Dr. Claudia RawnClaudia Rawn’s passion for her profession inspires her to focus not only on teaching but mentoring students and helping them find a passion of their own for engineering. Dr. Rawn, who holds a Joint Faculty position between UT and ORNL, is an assistant professor in the Department of Materials Science and Engineering as well as Director of the Center for Materials Processing. Rawn also helps to sponsor the annual Materials Camp, a summer program for high school students interested in the field. In 2011, Rawn and her research team won an NSF award for the Research and Instructional Strategies for Engineering Retention (RISER) program. Rawn’s team was selected for its work with female and diverse students. The RISER program supports the goal of NSF’s Science, Technology, Engineering and Mathematics Talent Expansion Program (STEP)—to recruit and retain students in STEM fields.

Rawn and her team looked at groups in the college that had lower retention rates and identified two “at risk” populations: freshmen who do not qualify to begin the Engineering Fundamentals (EF) series in their fall semester due to ACT math scores less than 28 (keep in mind that university-wide the average ACT score is a 27) so these are pretty high caliber students) and women in the honors program. The RISER program focuses on retaining women in the honors program by involving them in undergraduate research with mentoring faculty. By providing these students with increased opportunities to interact with TCE faculty and other engineering students, Rawn and her team are helping to build a social community for these students. Thus far, all involved, both mentors and students, have been very pleased with the program and its results.

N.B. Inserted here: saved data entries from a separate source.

use crate::config::ClientConfig;
use crate::dispatch::Dispatcher;
use crate::error::ClientError;
use crate::input::Intent;
use crate::presentation::Presentation;
use futures_util::{SinkExt, StreamExt};
use log::{debug, info, warn};
use shared::commands;
use tokio::net::TcpStream;
use tokio::sync::mpsc;
use tokio_tungstenite::tungstenite::Message;
use tokio_tungstenite::{connect_async, MaybeTlsStream, WebSocketStream};

type WsStream = WebSocketStream<MaybeTlsStream<TcpStream>>;

/// One websocket session with the match server.
///
/// Reconnecting is not handled here: a lost connection ends [`Client::run`]
/// and a new session starts from a new `Client`.
pub struct Client<P: Presentation> {
    ws: WsStream,
    config: ClientConfig,
    dispatcher: Dispatcher<P>,

    frames_received: u64,
    frames_dropped: u64,
}

impl<P: Presentation> Client<P> {
    pub async fn connect(config: ClientConfig, presentation: P) -> Result<Self, ClientError> {
        info!("Connecting to {}", config.server_url);
        let (ws, _) = connect_async(config.server_url.as_str()).await?;
        info!("Connected");

        let dispatcher = Dispatcher::new(config.nickname.clone(), presentation);

        Ok(Client {
            ws,
            config,
            dispatcher,
            frames_received: 0,
            frames_dropped: 0,
        })
    }

    async fn send_frame(&mut self, frame: Vec<u8>) -> Result<(), ClientError> {
        self.ws.send(Message::Binary(frame.into())).await?;
        Ok(())
    }

    async fn join(&mut self) -> Result<(), ClientError> {
        info!("Joining as {}", self.config.nickname);
        let frame = commands::join_request(&self.config.nickname)?;
        self.send_frame(frame).await?;

        if self.config.auto_ready {
            self.send_frame(commands::player_ready()?).await?;
        }
        Ok(())
    }

    async fn send_intent(&mut self, intent: Intent) -> Result<(), ClientError> {
        debug!("Sending {:?}", intent);
        let frame = intent.encode()?;
        self.send_frame(frame).await?;

        if let Intent::Join(name) = intent {
            info!("Rejoining as {}", name);
            self.config.nickname = name.clone();
            self.dispatcher.set_nickname(name);
        }
        Ok(())
    }

    fn handle_frame(&mut self, data: &[u8]) {
        self.frames_received += 1;
        if let Err(e) = self.dispatcher.handle_frame(data) {
            self.frames_dropped += 1;
            warn!("Dropping frame: {}", e);
        }
    }

    /// Joins the match and processes traffic until the server closes the
    /// connection. Returns the final session state.
    ///
    /// Inbound frames are handled one at a time, in arrival order. Intents are
    /// sent as they arrive; once the intent channel closes the client keeps
    /// listening.
    pub async fn run(
        mut self,
        mut intents: mpsc::UnboundedReceiver<Intent>,
    ) -> Result<Dispatcher<P>, ClientError> {
        self.join().await?;

        let mut intents_open = true;

        loop {
            tokio::select! {
                message = self.ws.next() => {
                    match message {
                        Some(Ok(Message::Binary(data))) => self.handle_frame(&data),
                        Some(Ok(Message::Close(_))) | None => {
                            info!("Server closed the connection");
                            break;
                        }
                        Some(Ok(_)) => {}
                        Some(Err(e)) => return Err(e.into()),
                    }
                },

                intent = intents.recv(), if intents_open => {
                    match intent {
                        Some(intent) => self.send_intent(intent).await?,
                        None => intents_open = false,
                    }
                },
            }
        }

        info!(
            "Session over: {} frames received, {} dropped, {} snapshots applied",
            self.frames_received,
            self.frames_dropped,
            self.dispatcher.game().snapshots_applied()
        );

        Ok(self.dispatcher)
    }
}
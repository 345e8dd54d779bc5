//! Frame layout and the envelope reader.
//!
//! ```text
//! +-----------+------------------+---------------------+
//! | kind: u16 | payload_len: u32 | payload (bincode)   |
//! +-----------+------------------+---------------------+
//!   little-endian header, HEADER_LEN bytes
//! ```
//!
//! The envelope only classifies the header. Payloads are decoded on demand
//! through [`Envelope::payload`], keyed by the variant the caller asks for.

use bincode::{deserialize, serialize};
use serde::{de::DeserializeOwned, Serialize};

use crate::{MessageKind, ProtocolError};

pub const HEADER_LEN: usize = 6;

/// A validated frame whose payload has not been decoded yet.
#[derive(Debug, Clone, Copy, PartialEq)]
pub struct Envelope<'a> {
    kind: MessageKind,
    payload: &'a [u8],
}

impl<'a> Envelope<'a> {
    pub fn kind(&self) -> MessageKind {
        self.kind
    }

    /// Decodes the payload as `T`. The caller is responsible for having
    /// checked that `T` is the schema for [`Self::kind`].
    pub fn payload<T: DeserializeOwned>(&self) -> Result<T, ProtocolError> {
        deserialize(self.payload).map_err(|e| {
            ProtocolError::MalformedFrame(format!("{:?} payload: {}", self.kind, e))
        })
    }
}

/// Builds a complete frame for `kind` carrying `payload`.
pub fn encode<T: Serialize>(kind: MessageKind, payload: &T) -> Result<Vec<u8>, ProtocolError> {
    let body = serialize(payload).map_err(ProtocolError::Encode)?;
    let len = u32::try_from(body.len())
        .map_err(|_| ProtocolError::Encode(Box::new(bincode::ErrorKind::SizeLimit)))?;

    let mut frame = Vec::with_capacity(HEADER_LEN + body.len());
    frame.extend_from_slice(&kind.code().to_le_bytes());
    frame.extend_from_slice(&len.to_le_bytes());
    frame.extend_from_slice(&body);
    Ok(frame)
}

/// Parses the frame header.
///
/// Fails only on structural problems; an unrecognized discriminant yields an
/// envelope of kind [`MessageKind::Unknown`].
pub fn decode_envelope(bytes: &[u8]) -> Result<Envelope<'_>, ProtocolError> {
    if bytes.len() < HEADER_LEN {
        return Err(ProtocolError::MalformedFrame(format!(
            "{} bytes is shorter than the {} byte header",
            bytes.len(),
            HEADER_LEN
        )));
    }

    let code = u16::from_le_bytes([bytes[0], bytes[1]]);
    let declared = u32::from_le_bytes([bytes[2], bytes[3], bytes[4], bytes[5]]) as usize;
    let payload = &bytes[HEADER_LEN..];

    if payload.len() != declared {
        return Err(ProtocolError::MalformedFrame(format!(
            "header declares {} payload bytes, frame carries {}",
            declared,
            payload.len()
        )));
    }

    Ok(Envelope {
        kind: MessageKind::from_code(code),
        payload,
    })
}

#[cfg(test)]
mod tests {
    use super::*;
    use crate::{CommandKill, JoinRequest, PlayerReady};

    #[test]
    fn test_header_layout() {
        let frame = encode(MessageKind::CommandKill, &CommandKill { mob_id: 0x0102 }).unwrap();

        assert_eq!(&frame[0..2], &5u16.to_le_bytes());
        assert_eq!(&frame[2..6], &2u32.to_le_bytes());
        assert_eq!(&frame[6..], &[0x02, 0x01]);
    }

    #[test]
    fn test_empty_buffer_is_malformed() {
        let result = decode_envelope(&[]);
        assert!(matches!(result, Err(ProtocolError::MalformedFrame(_))));
    }

    #[test]
    fn test_short_header_is_malformed() {
        let result = decode_envelope(&[16, 0, 0]);
        assert!(matches!(result, Err(ProtocolError::MalformedFrame(_))));
    }

    #[test]
    fn test_truncated_payload_is_malformed() {
        let frame = encode(
            MessageKind::JoinRequest,
            &JoinRequest {
                name: "nemo".to_string(),
            },
        )
        .unwrap();

        let result = decode_envelope(&frame[..frame.len() - 1]);
        assert!(matches!(result, Err(ProtocolError::MalformedFrame(_))));
    }

    #[test]
    fn test_trailing_garbage_is_malformed() {
        let mut frame = encode(MessageKind::PlayerReady, &PlayerReady).unwrap();
        frame.push(0xff);

        let result = decode_envelope(&frame);
        assert!(matches!(result, Err(ProtocolError::MalformedFrame(_))));
    }

    #[test]
    fn test_unknown_discriminant_decodes() {
        let mut frame = Vec::new();
        frame.extend_from_slice(&777u16.to_le_bytes());
        frame.extend_from_slice(&0u32.to_le_bytes());

        let envelope = decode_envelope(&frame).unwrap();
        assert_eq!(envelope.kind(), MessageKind::Unknown(777));
        assert!(matches!(
            envelope.payload::<CommandKill>(),
            Err(ProtocolError::MalformedFrame(_))
        ));
    }

    #[test]
    fn test_payload_decoding_is_lazy() {
        // Header is fine, payload is not a JoinRequest: only the payload
        // read fails.
        let mut frame = Vec::new();
        frame.extend_from_slice(&MessageKind::JoinRequest.code().to_le_bytes());
        frame.extend_from_slice(&3u32.to_le_bytes());
        frame.extend_from_slice(&[1, 2, 3]);

        let envelope = decode_envelope(&frame).unwrap();
        assert_eq!(envelope.kind(), MessageKind::JoinRequest);

        let result = envelope.payload::<JoinRequest>();
        assert!(matches!(result, Err(ProtocolError::MalformedFrame(_))));
    }

    #[test]
    fn test_unit_payload_has_empty_body() {
        let frame = encode(MessageKind::PlayerReady, &PlayerReady).unwrap();
        assert_eq!(frame.len(), HEADER_LEN);

        let envelope = decode_envelope(&frame).unwrap();
        assert_eq!(envelope.payload::<PlayerReady>().unwrap(), PlayerReady);
    }
}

Rawn’s research interests include investigations of crystal structures, phase transitions, and thermophysical properties of materials using in-situ x-ray and neutron diffraction.  She received her B.Sc. from Virginia Polytechnic Institute and State University in Materials Engineering in 1986, her MSc from George Mason University in Chemistry in 1991, and her PhD from the University of Arizona in Materials Science and Engineering in 1995.